**Description of the task**
Among the entries below, only the lines starting at the one with "filename tests/support/mod.rs" and ending at the one with "pub use errors::GatewayError;", both included, are to be printed exactly.

**Data for this exercise**
* * * *
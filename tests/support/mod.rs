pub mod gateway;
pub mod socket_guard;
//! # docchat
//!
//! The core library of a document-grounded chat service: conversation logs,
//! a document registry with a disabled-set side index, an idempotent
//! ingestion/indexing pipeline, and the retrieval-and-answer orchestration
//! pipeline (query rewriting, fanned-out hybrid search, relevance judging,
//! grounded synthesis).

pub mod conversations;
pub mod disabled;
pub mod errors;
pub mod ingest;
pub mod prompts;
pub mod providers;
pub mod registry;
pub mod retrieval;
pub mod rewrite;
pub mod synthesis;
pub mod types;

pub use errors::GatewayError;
* * * *
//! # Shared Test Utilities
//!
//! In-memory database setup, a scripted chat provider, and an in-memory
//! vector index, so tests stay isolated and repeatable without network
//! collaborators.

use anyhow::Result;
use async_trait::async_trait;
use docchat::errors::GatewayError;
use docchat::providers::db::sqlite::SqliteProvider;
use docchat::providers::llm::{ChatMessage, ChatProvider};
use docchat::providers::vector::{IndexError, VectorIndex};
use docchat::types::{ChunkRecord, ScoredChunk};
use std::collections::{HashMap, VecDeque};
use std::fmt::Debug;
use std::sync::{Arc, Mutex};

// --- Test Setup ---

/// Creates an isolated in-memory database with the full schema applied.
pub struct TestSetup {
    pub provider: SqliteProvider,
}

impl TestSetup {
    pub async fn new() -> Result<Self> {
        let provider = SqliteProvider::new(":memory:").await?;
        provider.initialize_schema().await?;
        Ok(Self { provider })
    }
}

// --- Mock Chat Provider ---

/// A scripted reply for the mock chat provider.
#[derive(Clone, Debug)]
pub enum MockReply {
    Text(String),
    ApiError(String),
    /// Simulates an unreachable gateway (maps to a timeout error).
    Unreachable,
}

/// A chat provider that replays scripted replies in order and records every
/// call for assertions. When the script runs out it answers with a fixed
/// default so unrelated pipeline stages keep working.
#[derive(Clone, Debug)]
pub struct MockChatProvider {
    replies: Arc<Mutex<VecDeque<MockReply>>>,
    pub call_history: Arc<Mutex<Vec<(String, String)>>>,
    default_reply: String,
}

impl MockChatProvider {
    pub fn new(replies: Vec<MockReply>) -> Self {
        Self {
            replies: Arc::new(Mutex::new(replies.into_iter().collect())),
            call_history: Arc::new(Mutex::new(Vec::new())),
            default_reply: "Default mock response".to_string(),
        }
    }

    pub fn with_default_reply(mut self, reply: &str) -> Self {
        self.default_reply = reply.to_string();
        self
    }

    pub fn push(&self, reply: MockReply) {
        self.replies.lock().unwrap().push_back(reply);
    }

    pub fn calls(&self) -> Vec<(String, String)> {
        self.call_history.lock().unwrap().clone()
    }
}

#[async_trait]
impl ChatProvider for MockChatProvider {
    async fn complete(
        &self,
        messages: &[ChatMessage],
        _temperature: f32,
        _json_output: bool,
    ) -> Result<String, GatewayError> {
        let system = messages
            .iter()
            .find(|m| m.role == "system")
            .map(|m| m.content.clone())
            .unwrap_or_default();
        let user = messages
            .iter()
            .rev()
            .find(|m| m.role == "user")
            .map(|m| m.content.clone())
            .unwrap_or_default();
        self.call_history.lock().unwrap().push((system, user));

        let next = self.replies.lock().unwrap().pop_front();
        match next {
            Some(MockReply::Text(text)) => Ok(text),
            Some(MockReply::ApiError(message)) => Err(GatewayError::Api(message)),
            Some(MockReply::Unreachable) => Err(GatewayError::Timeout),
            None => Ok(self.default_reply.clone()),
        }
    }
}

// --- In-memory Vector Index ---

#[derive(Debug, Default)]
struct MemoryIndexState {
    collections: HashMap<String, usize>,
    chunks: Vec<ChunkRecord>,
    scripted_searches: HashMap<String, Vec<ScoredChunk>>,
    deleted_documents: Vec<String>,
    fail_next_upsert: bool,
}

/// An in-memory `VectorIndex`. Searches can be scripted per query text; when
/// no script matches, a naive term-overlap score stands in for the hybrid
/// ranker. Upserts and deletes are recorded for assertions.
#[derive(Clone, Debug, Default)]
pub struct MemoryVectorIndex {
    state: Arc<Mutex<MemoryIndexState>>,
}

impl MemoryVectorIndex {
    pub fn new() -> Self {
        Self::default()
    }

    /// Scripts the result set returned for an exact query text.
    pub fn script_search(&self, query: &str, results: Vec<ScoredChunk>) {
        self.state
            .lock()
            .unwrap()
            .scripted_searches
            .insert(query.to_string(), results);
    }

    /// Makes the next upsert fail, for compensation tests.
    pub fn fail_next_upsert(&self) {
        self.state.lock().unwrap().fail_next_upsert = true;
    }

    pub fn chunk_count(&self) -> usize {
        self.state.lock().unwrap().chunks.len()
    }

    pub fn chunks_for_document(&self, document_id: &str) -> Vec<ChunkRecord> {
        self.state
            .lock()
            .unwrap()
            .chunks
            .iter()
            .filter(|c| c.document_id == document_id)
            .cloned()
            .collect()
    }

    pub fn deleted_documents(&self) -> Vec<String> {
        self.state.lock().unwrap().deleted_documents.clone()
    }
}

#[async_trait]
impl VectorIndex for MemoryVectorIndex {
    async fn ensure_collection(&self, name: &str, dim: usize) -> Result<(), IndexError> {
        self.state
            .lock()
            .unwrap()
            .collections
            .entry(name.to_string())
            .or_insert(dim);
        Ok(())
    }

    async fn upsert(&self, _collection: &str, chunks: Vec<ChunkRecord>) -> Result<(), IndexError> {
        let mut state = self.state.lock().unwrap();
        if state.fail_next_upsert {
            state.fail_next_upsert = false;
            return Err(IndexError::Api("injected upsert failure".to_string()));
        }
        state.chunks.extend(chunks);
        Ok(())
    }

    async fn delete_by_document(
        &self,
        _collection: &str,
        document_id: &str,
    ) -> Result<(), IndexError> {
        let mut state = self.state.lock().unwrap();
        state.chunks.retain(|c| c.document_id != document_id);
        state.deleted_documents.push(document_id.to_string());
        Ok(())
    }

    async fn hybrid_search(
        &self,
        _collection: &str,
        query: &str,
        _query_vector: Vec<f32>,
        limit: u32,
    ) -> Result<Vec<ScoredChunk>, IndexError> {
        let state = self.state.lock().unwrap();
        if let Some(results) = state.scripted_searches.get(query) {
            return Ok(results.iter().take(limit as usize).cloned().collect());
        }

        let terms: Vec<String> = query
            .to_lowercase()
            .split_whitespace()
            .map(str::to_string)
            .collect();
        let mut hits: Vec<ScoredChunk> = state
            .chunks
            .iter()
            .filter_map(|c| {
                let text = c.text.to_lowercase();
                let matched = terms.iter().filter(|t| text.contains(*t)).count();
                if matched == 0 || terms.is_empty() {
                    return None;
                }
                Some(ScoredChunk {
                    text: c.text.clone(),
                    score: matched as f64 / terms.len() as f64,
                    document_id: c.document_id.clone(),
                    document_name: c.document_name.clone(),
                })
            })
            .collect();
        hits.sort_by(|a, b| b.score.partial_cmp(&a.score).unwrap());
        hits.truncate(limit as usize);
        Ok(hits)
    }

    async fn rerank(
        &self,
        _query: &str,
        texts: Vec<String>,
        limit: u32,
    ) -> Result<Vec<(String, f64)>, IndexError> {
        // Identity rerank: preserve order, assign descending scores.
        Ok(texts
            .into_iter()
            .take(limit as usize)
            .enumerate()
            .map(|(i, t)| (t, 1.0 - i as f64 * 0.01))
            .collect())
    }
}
* * * *
**Output of the task**
filename tests/support/mod.rs
pub mod gateway;
pub mod socket_guard;
//! # docchat
//!
//! The core library of a document-grounded chat service: conversation logs,
//! a document registry with a disabled-set side index, an idempotent
//! ingestion/indexing pipeline, and the retrieval-and-answer orchestration
//! pipeline (query rewriting, fanned-out hybrid search, relevance judging,
//! grounded synthesis).

pub mod conversations;
pub mod disabled;
pub mod errors;
pub mod ingest;
pub mod prompts;
pub mod providers;
pub mod registry;
pub mod retrieval;
pub mod rewrite;
pub mod synthesis;
pub mod types;

pub use errors::GatewayError;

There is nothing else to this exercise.